Side A: “the cinder path,” a poem by Zach Savich

the cinder path

harder to write
myself a note
on the back of the eulogy
than the eulogy
it takes a long time
to tune and longer
to trust sometimes
the captions say
“[gentle minor melody]”
sometimes “[wind
activates the motion
alarm]” the fantasy
at thirty-nine
is a hamburger in
the parking lot by the squat
lighthouse scrap beach
if you touch me here
below the throat
it smells of rain
there isn’t room
on the shelf so I
keep reading
years I traveled
with a suit in the trunk
outlived one
apple blossom I don’t
know which
I wanted to turn
events back
into instances broke into
bars photo’d
dartboards hung them
over my dartboard
got very good with
a throwing form
that’d get me every time
a bullseye and very
kicked out
turn when you think
you’ve missed the turn
not how to solve
but how to stay in
the insolvable what values
permit enduring not
what values permit
and endure
glycol ether esters
prevent spray
paint from drying
in midair spray
paint falling snow
dew on a thorn evolved
to glisten and warn
you see what you see wrong
the preserved eternal
blossom is no blossom

Mini-interview with Zach Savich

HFR: Can you share a moment that has shaped you as a writer (or continues to)?

ZS: This morning there was light snow, just enough to highlight the edges of the paving stones leading to the front stoop. I had never known they were curved, swooping. Are they—or only in snow? Or is the snow what’s swooping? Radiator flower, I thought, and remembered a branch I saw suspended in some fishing line stuck in a tree, once. Poem as that fishing line (cast, snagged, gleaming). Branch as how we get caught in another’s words. Held and held. Poem as the snow revealing the swoop underfoot. Made coffee, backed out slow, went to work.
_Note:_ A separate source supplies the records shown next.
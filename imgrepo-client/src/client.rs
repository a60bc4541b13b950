use std::fmt;
use std::future::Future;
use std::io;
use std::path::{Path, PathBuf};
use std::sync::Arc;

use bytes::Bytes;
use futures::TryStreamExt;
use imgrepo_core::deadline::with_deadline;
use imgrepo_core::transfer::{encode_transfer, framed_reader, receive_all};
use imgrepo_core::{RepoError, Result, ResultExt};
use imgrepo_model::{
    ApiResponse, DownloadHeader, ErrorBody, Image, ImageID, ImageRecord,
    ListResponse, LoginRequest, LoginResponse, NewImage, RegisterRequest,
    TRANSFER_CONTENT_TYPE, UploadHeader, UploadResponse, Visibility, routes::v1,
};
use reqwest::{Client, RequestBuilder, Response, StatusCode, header};
use serde_json::from_str;
use tokio::sync::RwLock;
use tokio_util::io::StreamReader;
use tracing::{debug, info, warn};
use url::Url;

use crate::config::ClientConfig;

/// Identity and token captured by a successful login.
#[derive(Clone)]
struct ClientSession {
    identity: String,
    token: String,
}

impl fmt::Debug for ClientSession {
    fn fmt(&self, f: &mut fmt::Formatter<'_>) -> fmt::Result {
        f.debug_struct("ClientSession")
            .field("identity", &self.identity)
            .field("token", &"<redacted>")
            .finish()
    }
}

/// One page of `list` results.
#[derive(Debug, Clone)]
pub struct ListPage {
    pub images: Vec<ImageRecord>,
    /// Pass back to `list` for the following page. `None` once a page comes
    /// back empty.
    pub next_cursor: Option<ImageID>,
}

/// Driver for a remote image repository.
///
/// Cloning is cheap and clones share the same session. `login` holds the
/// session lock exclusively while it runs; uploads and downloads hold it
/// shared for the whole transfer, so a login waits for in-flight transfers
/// and never swaps the token underneath one.
#[derive(Clone)]
pub struct RepositoryClient {
    http: Client,
    base_url: Url,
    config: ClientConfig,
    session: Arc<RwLock<Option<ClientSession>>>,
}

impl fmt::Debug for RepositoryClient {
    fn fmt(&self, f: &mut fmt::Formatter<'_>) -> fmt::Result {
        f.debug_struct("RepositoryClient")
            .field("base_url", &self.base_url.as_str())
            .field("config", &self.config)
            .field(
                "logged_in",
                &self.session.try_read().map(|s| s.is_some()).unwrap_or(false),
            )
            .finish()
    }
}

impl RepositoryClient {
    pub fn new(base_url: &str) -> Result<Self> {
        Self::with_config(base_url, ClientConfig::default())
    }

    pub fn with_config(base_url: &str, config: ClientConfig) -> Result<Self> {
        let base_url = normalize_base_url(base_url)?;
        let http = Client::builder()
            .connect_timeout(config.request_timeout)
            .build()
            .map_err(|e| RepoError::Internal(format!("failed to build HTTP client: {e}")))?;

        info!(base_url = %base_url, "repository client created");
        Ok(Self {
            http,
            base_url,
            config,
            session: Arc::new(RwLock::new(None)),
        })
    }

    pub fn base_url(&self) -> &Url {
        &self.base_url
    }

    pub fn config(&self) -> &ClientConfig {
        &self.config
    }

    /// Identity of the logged-in user, if any.
    pub async fn identity(&self) -> Option<String> {
        self.session
            .read()
            .await
            .as_ref()
            .map(|session| session.identity.clone())
    }

    fn url(&self, path: &str) -> Result<Url> {
        let joined = format!("{}{path}", self.base_url.as_str().trim_end_matches('/'));
        Url::parse(&joined).map_err(|e| RepoError::Validation(format!("invalid URL {joined}: {e}")))
    }

    pub async fn register(&self, username: &str, password: &str) -> Result<()> {
        let request = self
            .http
            .post(self.url(v1::auth::REGISTER)?)
            .timeout(self.config.request_timeout)
            .json(&RegisterRequest {
                username: username.to_string(),
                password: password.to_string(),
            });

        send(request, "register").await?;
        info!(username, "registered");
        Ok(())
    }

    /// Log in and keep the session for later calls. Replaces any previous
    /// session, also when the new login fails.
    pub async fn login(&self, username: &str, password: &str) -> Result<()> {
        let mut session = self.session.write().await;
        *session = None;

        let request = self
            .http
            .post(self.url(v1::auth::LOGIN)?)
            .timeout(self.config.request_timeout)
            .json(&LoginRequest {
                username: username.to_string(),
                password: password.to_string(),
            });
        let response = send(request, "login").await?;
        let login: LoginResponse = read_data(response, "login").await?;

        *session = Some(ClientSession {
            identity: username.trim().to_string(),
            token: login.token,
        });
        info!(username, expires_in = login.expires_in, "logged in");
        Ok(())
    }

    /// Stream `data` to the server as header then chunks. An empty owner is
    /// filled with the logged-in identity.
    pub async fn upload(&self, image: NewImage, data: Bytes) -> Result<ImageID> {
        let guard = self.session.read().await;
        let session = logged_in(guard.as_ref())?;

        let mut image = image;
        if image.owner.trim().is_empty() {
            image.owner = session.identity.clone();
        }
        let name = image.name.clone();
        let bytes = data.len();
        let header = UploadHeader::new(session.token.clone(), image);

        let request = self
            .http
            .post(self.url(v1::images::COLLECTION)?)
            .header(header::CONTENT_TYPE, TRANSFER_CONTENT_TYPE)
            .body(reqwest::Body::wrap_stream(encode_transfer(header, data)));

        let id = self
            .bounded_transfer("upload", async {
                let response = send(request, "upload").await?;
                let uploaded: UploadResponse = read_data(response, "upload").await?;
                Ok(uploaded.id)
            })
            .await?;

        info!(image_id = %id, name = %name, bytes, "upload complete");
        Ok(id)
    }

    /// Fetch an image. The payload is whatever the chunks concatenate to;
    /// the chunk count is not known in advance.
    pub async fn download(&self, id: ImageID) -> Result<Image> {
        let guard = self.session.read().await;
        let session = logged_in(guard.as_ref())?;

        let request = self
            .http
            .get(self.url(&v1::images::item(id))?)
            .bearer_auth(&session.token)
            .query(&[("requester", session.identity.as_str())]);
        let max_len = self.config.max_image_bytes;

        let image = self
            .bounded_transfer("download", async move {
                let response = send(request, "download").await?;
                let stream = response.bytes_stream().map_err(io::Error::other);
                let frames = framed_reader::<DownloadHeader, _>(StreamReader::new(stream));
                let received = receive_all(frames, max_len).await.context("download")?;
                debug!(chunks = received.chunks, "download stream closed");
                Ok(Image {
                    record: received.header,
                    data: received.payload,
                })
            })
            .await?;

        if image.record.id != id {
            return Err(RepoError::Transport(format!(
                "download of {id} returned header for {}",
                image.record.id
            )));
        }
        info!(image_id = %id, bytes = image.data.len(), "download complete");
        Ok(image)
    }

    /// Fetch one page of images visible to the logged-in user, newest first.
    /// `None` starts from the newest image.
    pub async fn list(&self, cursor: Option<ImageID>) -> Result<ListPage> {
        // Copy the session out so the lock is not held across the request.
        let session = logged_in(self.session.read().await.as_ref())?.clone();

        let mut query = vec![
            ("requester", session.identity.clone()),
            ("page_size", self.config.page_size.to_string()),
        ];
        if let Some(cursor) = cursor {
            query.push(("cursor", cursor.to_string()));
        }

        let request = self
            .http
            .get(self.url(v1::images::COLLECTION)?)
            .timeout(self.config.request_timeout)
            .bearer_auth(&session.token)
            .query(&query);
        let response = send(request, "list").await?;
        let page: ListResponse = read_data(response, "list").await?;

        let next_cursor = page.next_cursor();
        debug!(count = page.images.len(), ?next_cursor, "listed images");
        Ok(ListPage {
            images: page.images,
            next_cursor,
        })
    }

    /// Upload a local file named after its base name, owned by the
    /// logged-in user.
    pub async fn upload_file(
        &self,
        path: impl AsRef<Path>,
        visibility: Visibility,
    ) -> Result<ImageID> {
        let path = path.as_ref();
        let name = path
            .file_name()
            .and_then(|name| name.to_str())
            .ok_or_else(|| {
                RepoError::Validation(format!("{} has no usable file name", path.display()))
            })?
            .to_string();
        let data = tokio::fs::read(path).await.map_err(|e| {
            RepoError::Validation(format!("cannot read {}: {e}", path.display()))
        })?;

        self.upload(NewImage::new(name, "", visibility), Bytes::from(data))
            .await
    }

    /// Download an image into `dir`, named after the stored image name.
    /// Returns the written path.
    pub async fn download_to(&self, id: ImageID, dir: impl AsRef<Path>) -> Result<PathBuf> {
        let dir = dir.as_ref();
        match tokio::fs::metadata(dir).await {
            Ok(meta) if meta.is_dir() => {}
            _ => {
                return Err(RepoError::Validation(format!(
                    "{} is not a directory",
                    dir.display()
                )));
            }
        }

        let image = self.download(id).await?;
        let file_name = Path::new(&image.record.name)
            .file_name()
            .ok_or_else(|| {
                RepoError::Validation(format!(
                    "image name '{}' is not a valid file name",
                    image.record.name
                ))
            })?;
        let target = dir.join(file_name);
        tokio::fs::write(&target, &image.data).await.map_err(|e| {
            RepoError::Validation(format!("cannot write {}: {e}", target.display()))
        })?;

        info!(image_id = %id, path = %target.display(), "image saved");
        Ok(target)
    }

    async fn bounded_transfer<T>(
        &self,
        op: &str,
        fut: impl Future<Output = Result<T>>,
    ) -> Result<T> {
        match self.config.transfer_timeout {
            Some(limit) => with_deadline(limit, op, fut).await,
            None => fut.await,
        }
    }
}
HFR: What are you reading?

ZS: Hayan Charara, These Trees, Those Leaves, This Flower, That Fruit. Angelo Maneage, The Improper Use of Plates. Rachel Mannheimer, Earth Room. Eugene Lim, Search History. Caren Beilin, Revenge of the Scapegoat. Manuscripts by friends.

HFR: Can you tell us what prompted “the cinder path”?

ZS: Down the street from the swooping stones of the front path, there’s a cinder path, cuts through the neighborhood. (Inspiration is pedestrian.) Known to some as Sniffly Cat Lane, because there was one, once, on it. The stones of a cinder path have been partially combusted, partially burned. That is, they’re still combustible, could still burn more. That seemed like a useful figure for the mosaic hopscotch of statements in this poem. I sometimes imagine finding a scrap of paper on the path. What could it say that would make me stop, or make me put it in my pocket, or hurry away and come back for it later, or wish I had? I hope this poem might be such a scrap. More specifically: it came from living the opening: “harder to write / myself a note / on the back of the eulogy / than the eulogy.” I spend most of the day in forms of speech I can speech. But what feels most true—harder—is akin to, in the poem, those captions for ambient sound, a turning of “events back / into instances.”

HFR: What’s next? What are you working on?

ZS: New manuscript of poetry. On an “ethics of deciding to see.” Thinking about “the language you can stand when you can’t stand language.” When “the conditions you need to think about the most make it impossible.” Three prose stanzas per page. Internal spacing. Focuses on the limits and leaps of art (“the suits we made to endure the unendurable fire could not / so we made them / prettier / and for longer”). Also an essay on recitation and community for an anthology. A piece on Robert Motherwell. Finishing up an interview with Christopher Nelson about his editing of Under a Warm Green Linden. Getting back into writing reviews.

HFR: Take the floor. Be political. Be fanatical. Be anything. What do you want to share?

ZS: I suppose what I want to share most right now—what I believe is the most I can share, despite how ridiculous it sounds—is this poem? Is poems. That can be hard to hold to. It’s easy to fault. It’s “most” is infinitely minor. Includes its failings, as integrity does. Infinitely. Yum. But I keep reading and writing. It does things for me that other things don’t. “The preserved eternal / blossom is no blossom,” this piece concludes. The meaning’s in motion. That will show us.

Zach Savich is the author of eight books, including Daybed (Black Ocean, 2018). Recent work appears in Fonograf Editions MagazinejubilatPleiades, Gordon Square Review, and elsewhere. He teaches at the Cleveland Institute of Art and co-edits Rescue Press’ Open Prose Series.